I've four-manned it successfully with similar results - Moonkin (myself), a BM hunter, and I forget the rest. But I was playing healerkin mostly.

Prometheus
2008-10-10, 07:47 PM
To me, healing serves two vital roles:
1)Interactive Defense: Some battle just go by too quickly, especially if your PCs are all focused on the offensive. No fight can really be epic if it just doesn't last long enough to see all the special attacks or to make a gains or losses seem worthwhile. Defense draws out the battle in an important way. More importantly about healing magic, however, is that it is much more interactive and strategic than mere buffs and armor. Now a player has to decide how to prioritize their actions in combat and is uncertain about both how effective the next monstrous attack will be and their healing spell will be
2)Quick Recovery: This is the antethesis of the attrition style warfare, but attrition style warfare is a lot more fun when you giving rather than the receiving end anyway. If there is attrition warfare, it should be interactive anyway rather than powerless, and if it is unfeasible there simply just needs to be more attrition type magic. Anyway on to the main point, and that is RPGs should be full of adventurers. Downtime is uninteresting and tends to ruin any plot that is based on urgency. It is true that the PCs can limp from one battle-scene to the next, but why do they have their full capabilities if they never get the chance to use them anyway? Ironically enough, the only way to make the loss of life truly meaningful is to have it be easily solved.

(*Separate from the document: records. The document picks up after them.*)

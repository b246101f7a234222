//! Logging System
//!
//! Structured logging via the `tracing` crate with configurable level,
//! format, and color. The `TREEGEN_LOG` environment variable overrides the
//! configured level with a full filter directive.

use crate::error::GenError;
use serde::{Deserialize, Serialize};
use tracing_subscriber::fmt::time::ChronoUtc;
use tracing_subscriber::{fmt, layer::SubscriberExt, util::SubscriberInitExt, EnvFilter, Layer, Registry};

/// Logging configuration
#[derive(Debug, Clone, Serialize, Deserialize)]
pub struct LoggingConfig {
    /// Log level: trace, debug, info, warn, error, off
    #[serde(default = "default_log_level")]
    pub level: String,

    /// Output format: json, text (default: text)
    #[serde(default = "default_format")]
    pub format: String,

    /// Enable colored output (text format only)
    #[serde(default = "default_true")]
    pub color: bool,
}

fn default_log_level() -> String {
    "info".to_string()
}

fn default_format() -> String {
    "text".to_string()
}

fn default_true() -> bool {
    true
}

impl Default for LoggingConfig {
    fn default() -> Self {
        Self {
            level: default_log_level(),
            format: default_format(),
            color: default_true(),
        }
    }
}

/// Initialize the logging system.
///
/// Precedence for the filter: `TREEGEN_LOG` environment variable, then the
/// configured level, then the default.
pub fn init_logging(config: Option<&LoggingConfig>) -> Result<(), GenError> {
    let default_config = LoggingConfig::default();
    let config = config.unwrap_or(&default_config);

    let filter = EnvFilter::try_from_env("TREEGEN_LOG")
        .or_else(|_| EnvFilter::try_new(&config.level))
        .map_err(|e| GenError::Config(format!("invalid log level {:?}: {}", config.level, e)))?;

    let layer = if config.format == "json" {
        fmt::layer()
            .json()
            .with_timer(ChronoUtc::rfc_3339())
            .with_writer(std::io::stderr)
            .boxed()
    } else {
        fmt::layer()
            .with_timer(ChronoUtc::rfc_3339())
            .with_ansi(config.color)
            .with_writer(std::io::stderr)
            .boxed()
    };

    Registry::default()
        .with(filter)
        .with(layer)
        .try_init()
        .map_err(|e| GenError::Config(format!("failed to initialize logging: {}", e)))
}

Nobody likes to the healer. Nobody likes to have healing be universal. But healing is an important part of the game, at least, for games in the style of D&D.

AstralFire
2008-10-10, 07:59 PM
Direct instant healing is probably the second least interesting support mechanic I can think of - the first being <Long-Lasting Number-Improving Buff>. Healing can be made more interesting, but that requires a variety of healing strategies be employed, much as you use a variety of direct damage strategies.

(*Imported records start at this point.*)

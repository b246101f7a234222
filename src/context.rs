//! Render contexts exposed to templates
//!
//! Each entry is rendered with exactly three views: the current node, the
//! whole generation tree for cross-navigation, and the entry itself, plus
//! the pass's UTC generation timestamp.

use crate::tree::node::{GenEntry, NodeId, NodeRegistry};
use chrono::{DateTime, Utc};
use serde::Serialize;
use std::path::Path;

/// Serializable view of one generation entry
#[derive(Debug, Clone, Serialize)]
pub struct EntryView {
    /// Run name that contributed the entry
    pub run: String,
    /// Resolved output path, relative to the source root when possible
    pub path: String,
}

/// Serializable view of one generation tree node, children included
#[derive(Debug, Clone, Serialize)]
pub struct NodeView {
    pub key: String,
    /// Root-to-node key path, inclusive
    pub key_path: Vec<String>,
    /// Child keys in deterministic order
    pub child_keys: Vec<String>,
    pub children: Vec<NodeView>,
    pub entries: Vec<EntryView>,
}

/// Serializable view of the whole merged tree
#[derive(Debug, Clone, Serialize)]
pub struct RegistryView {
    pub roots: Vec<NodeView>,
}

/// The complete context handed to a template for one entry.
///
/// Field names are the variable names visible inside templates.
#[derive(Debug, Clone, Serialize)]
pub struct RenderContext {
    pub gen_node: NodeView,
    pub gen_roots: RegistryView,
    pub gen_run_entry: EntryView,
    pub generated_at: DateTime<Utc>,
}

impl RenderContext {
    pub fn for_entry(
        registry: &NodeRegistry,
        node_id: NodeId,
        entry: &GenEntry,
        source_root: &Path,
        generated_at: DateTime<Utc>,
    ) -> Self {
        Self {
            gen_node: NodeView::from_node(registry, node_id, source_root),
            gen_roots: RegistryView::from_registry(registry, source_root),
            gen_run_entry: EntryView::from_entry(entry, source_root),
            generated_at,
        }
    }
}

impl EntryView {
    fn from_entry(entry: &GenEntry, source_root: &Path) -> Self {
        let path = entry
            .output_path
            .strip_prefix(source_root)
            .unwrap_or(&entry.output_path);
        Self {
            run: entry.run_name.clone(),
            path: path.display().to_string(),
        }
    }
}

impl NodeView {
    fn from_node(registry: &NodeRegistry, node_id: NodeId, source_root: &Path) -> Self {
        let node = registry.node(node_id);
        Self {
            key: node.key.clone(),
            key_path: registry.key_path(node_id),
            child_keys: node.children.keys().cloned().collect(),
            children: node
                .children
                .values()
                .map(|&child| NodeView::from_node(registry, child, source_root))
                .collect(),
            entries: node
                .entries
                .values()
                .map(|entry| EntryView::from_entry(entry, source_root))
                .collect(),
        }
    }
}

impl RegistryView {
    fn from_registry(registry: &NodeRegistry, source_root: &Path) -> Self {
        Self {
            roots: registry
                .roots()
                .map(|root| NodeView::from_node(registry, root, source_root))
                .collect(),
        }
    }
}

Anyway on to the main point, and that is RPGs should be full of adventurers. Downtime is uninteresting and tends to ruin any plot that is based on urgency.

Irrelevant downtime can be skipped over in fluff; relevant downtime becomes all the more climactic, actually, as I mentioned. In movies and books, characters push on until their very end, but there isn't a magical reset button on their health that can be used quickly, precisely because it takes all the suspense out. You sometimes get downtime reducer healing, but you just about never get in-combat usable healing.


It is true that the PCs can limp from one battle-scene to the next, but why do they have their full capabilities if they never get the chance to use them anyway

Why do we give the PCs abilities which require downtime to use, why do we give the PCs day-limited abilities, if those themselves never mean much of anything?

Lord of the Rings spans a fair amount of time, and we never see anything like a D&D dungeon with plenty of random encounters - the Mines of Moria are uneventful for most of the way. Now, no one's going to argue Lord of the Rings ISN'T classical fantasy...

So why does classical fantasy RP gaming need to have dungeons of non-stop fighting?


Nobody likes to the healer. Some do, and I actually enjoy healing when it's not "pop goes the weasel" reactive stuff only. WoW's actually made a good deal of progress in finding a variety of healing mechanics to switch things up.


Nobody likes to have healing be universal.

It's not necessary, so move past it.